Study design of novel feature extraction to assist in DL model interpretation
Model interpretation is a major challenge for DL and is often considered as a barrier for real-world biomedical applications. Research has shown that the weights of deep models affect the results through several layers of combinations, hence do not yield clinically meaningful interpretation44. In this study, we develop a novel interpretation method where we mask one feature at a time and measure the drop-in accuracy (Fig. 6). The features that give the maximum drop in accuracy are ranked higher for feature extraction.
Results and discussion of novel feature extraction to assist in DL model interpretation
The top EHR features (Table 1) include memory tests, imaging summary scores, and brain volumes. Changes to memory and brain volumes have been reported as AD biomarkers. Imaging markers such as involvement of limbic and cortical regions45, and changes in hippocampus volume and structure46,47 are known biomarkers in PET and MRI studies.
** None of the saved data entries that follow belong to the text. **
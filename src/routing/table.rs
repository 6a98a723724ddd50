//! Route table construction.
//!
//! # Responsibilities
//! - Name the six backend services and their catalog identities
//! - Hold the declarative prefix catalog as data, not logic
//! - Produce an ordered, immutable table for the prefix router
//!
//! # Design Decisions
//! - Ordering is fixed at construction: descending prefix length, then
//!   ascending lexicographic for equal lengths. The longer of two
//!   overlapping prefixes always wins regardless of registration order.
//! - No conflict detection: the default catalog has no equal-length
//!   collisions, and the tie-break keeps lookup deterministic if a custom
//!   catalog introduces one.

use std::cmp::Ordering;

/// The six mock backend services the dispatcher can forward to.
#[derive(Debug, Clone, Copy, PartialEq, Eq, Hash)]
pub enum ServiceKind {
    Compute,
    Networking,
    LoadBalancer,
    BlockStorage,
    Dns,
    Image,
}

impl ServiceKind {
    /// All backends, in service-catalog order.
    pub const ALL: [ServiceKind; 6] = [
        ServiceKind::Compute,
        ServiceKind::Networking,
        ServiceKind::LoadBalancer,
        ServiceKind::BlockStorage,
        ServiceKind::Dns,
        ServiceKind::Image,
    ];

    /// Service `type` as it appears in a Keystone catalog entry.
    pub fn catalog_type(self) -> &'static str {
        match self {
            ServiceKind::Compute => "compute",
            ServiceKind::Networking => "network",
            ServiceKind::LoadBalancer => "load-balancer",
            ServiceKind::BlockStorage => "block-storage",
            ServiceKind::Dns => "dns",
            ServiceKind::Image => "image",
        }
    }

    /// Canonical OpenStack service name for the catalog entry.
    pub fn catalog_name(self) -> &'static str {
        match self {
            ServiceKind::Compute => "nova",
            ServiceKind::Networking => "neutron",
            ServiceKind::LoadBalancer => "octavia",
            ServiceKind::BlockStorage => "cinder",
            ServiceKind::Dns => "designate",
            ServiceKind::Image => "glance",
        }
    }
}

impl std::fmt::Display for ServiceKind {
    fn fmt(&self, f: &mut std::fmt::Formatter<'_>) -> std::fmt::Result {
        f.write_str(self.catalog_type())
    }
}

/// One prefix rule: requests whose path starts with `prefix` belong to
/// `service`.
#[derive(Debug, Clone, PartialEq, Eq)]
pub struct RouteEntry {
    pub prefix: String,
    pub service: ServiceKind,
}

/// Ordered, immutable prefix table. Built once at startup and shared
/// read-only across all requests.
#[derive(Debug, Clone)]
pub struct RouteTable {
    entries: Vec<RouteEntry>,
}

impl RouteTable {
    /// Build a table from declarative pairs. Input order is irrelevant;
    /// the table sorts itself into its canonical match order.
    pub fn new<I, S>(routes: I) -> Self
    where
        I: IntoIterator<Item = (S, ServiceKind)>,
        S: Into<String>,
    {
        let mut entries: Vec<RouteEntry> = routes
            .into_iter()
            .map(|(prefix, service)| RouteEntry {
                prefix: prefix.into(),
                service,
            })
            .collect();
        entries.sort_by(|a, b| match b.prefix.len().cmp(&a.prefix.len()) {
            Ordering::Equal => a.prefix.cmp(&b.prefix),
            other => other,
        });
        Self { entries }
    }

    /// Entries in match order (longest first).
    pub fn entries(&self) -> &[RouteEntry] {
        &self.entries
    }

    pub fn len(&self) -> usize {
        self.entries.len()
    }

    pub fn is_empty(&self) -> bool {
        self.entries.is_empty()
    }
}

/// The default prefix catalog covering the REST surface of the six mock
/// services. Both trailing-slash and bare variants are registered so that
/// `/servers` and `/servers/123` hit the same backend; the image service
/// additionally registers its versioned `/v2/images` form.
pub fn default_routes() -> Vec<(&'static str, ServiceKind)> {
    vec![
        // Compute (Nova)
        ("/servers/", ServiceKind::Compute),
        ("/servers", ServiceKind::Compute),
        ("/os-keypairs/", ServiceKind::Compute),
        ("/os-keypairs", ServiceKind::Compute),
        ("/flavors/", ServiceKind::Compute),
        ("/flavors", ServiceKind::Compute),
        ("/os-instance-actions/", ServiceKind::Compute),
        // Image (Glance)
        ("/images/", ServiceKind::Image),
        ("/images", ServiceKind::Image),
        ("/v2/images/", ServiceKind::Image),
        ("/v2/images", ServiceKind::Image),
        // BlockStorage (Cinder)
        ("/volumes/", ServiceKind::BlockStorage),
        ("/volumes", ServiceKind::BlockStorage),
        ("/types/", ServiceKind::BlockStorage),
        ("/types", ServiceKind::BlockStorage),
        ("/os-availability-zone", ServiceKind::BlockStorage),
        // DNS (Designate)
        ("/zones/", ServiceKind::Dns),
        ("/zones", ServiceKind::Dns),
        // Networking (Neutron)
        ("/networks/", ServiceKind::Networking),
        ("/networks", ServiceKind::Networking),
        ("/ports/", ServiceKind::Networking),
        ("/ports", ServiceKind::Networking),
        ("/routers/", ServiceKind::Networking),
        ("/routers", ServiceKind::Networking),
        ("/security-groups/", ServiceKind::Networking),
        ("/security-groups", ServiceKind::Networking),
        ("/security-group-rules/", ServiceKind::Networking),
        ("/security-group-rules", ServiceKind::Networking),
        ("/subnets/", ServiceKind::Networking),
        ("/subnets", ServiceKind::Networking),
        ("/floatingips/", ServiceKind::Networking),
        ("/floatingips", ServiceKind::Networking),
        // LoadBalancer (Octavia)
        ("/lbaas/listeners/", ServiceKind::LoadBalancer),
        ("/lbaas/listeners", ServiceKind::LoadBalancer),
        ("/lbaas/loadbalancers/", ServiceKind::LoadBalancer),
        ("/lbaas/loadbalancers", ServiceKind::LoadBalancer),
        ("/lbaas/pools/", ServiceKind::LoadBalancer),
        ("/lbaas/pools", ServiceKind::LoadBalancer),
    ]
}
SNP features picked chromosome 10, 4, 19, 1, and 5.
SNP + Imaging + EHR and SNP + EHR pick more EHR features (memory tests, metabolic markers and brain volume) which are known AD related features. EHR + Imaging pick EHR features including brain volumes, clinical dementia ratings, and metabolite markers. Imaging + SNP pick brain areas such as the hippocampus, and amygdala higher than SNP features.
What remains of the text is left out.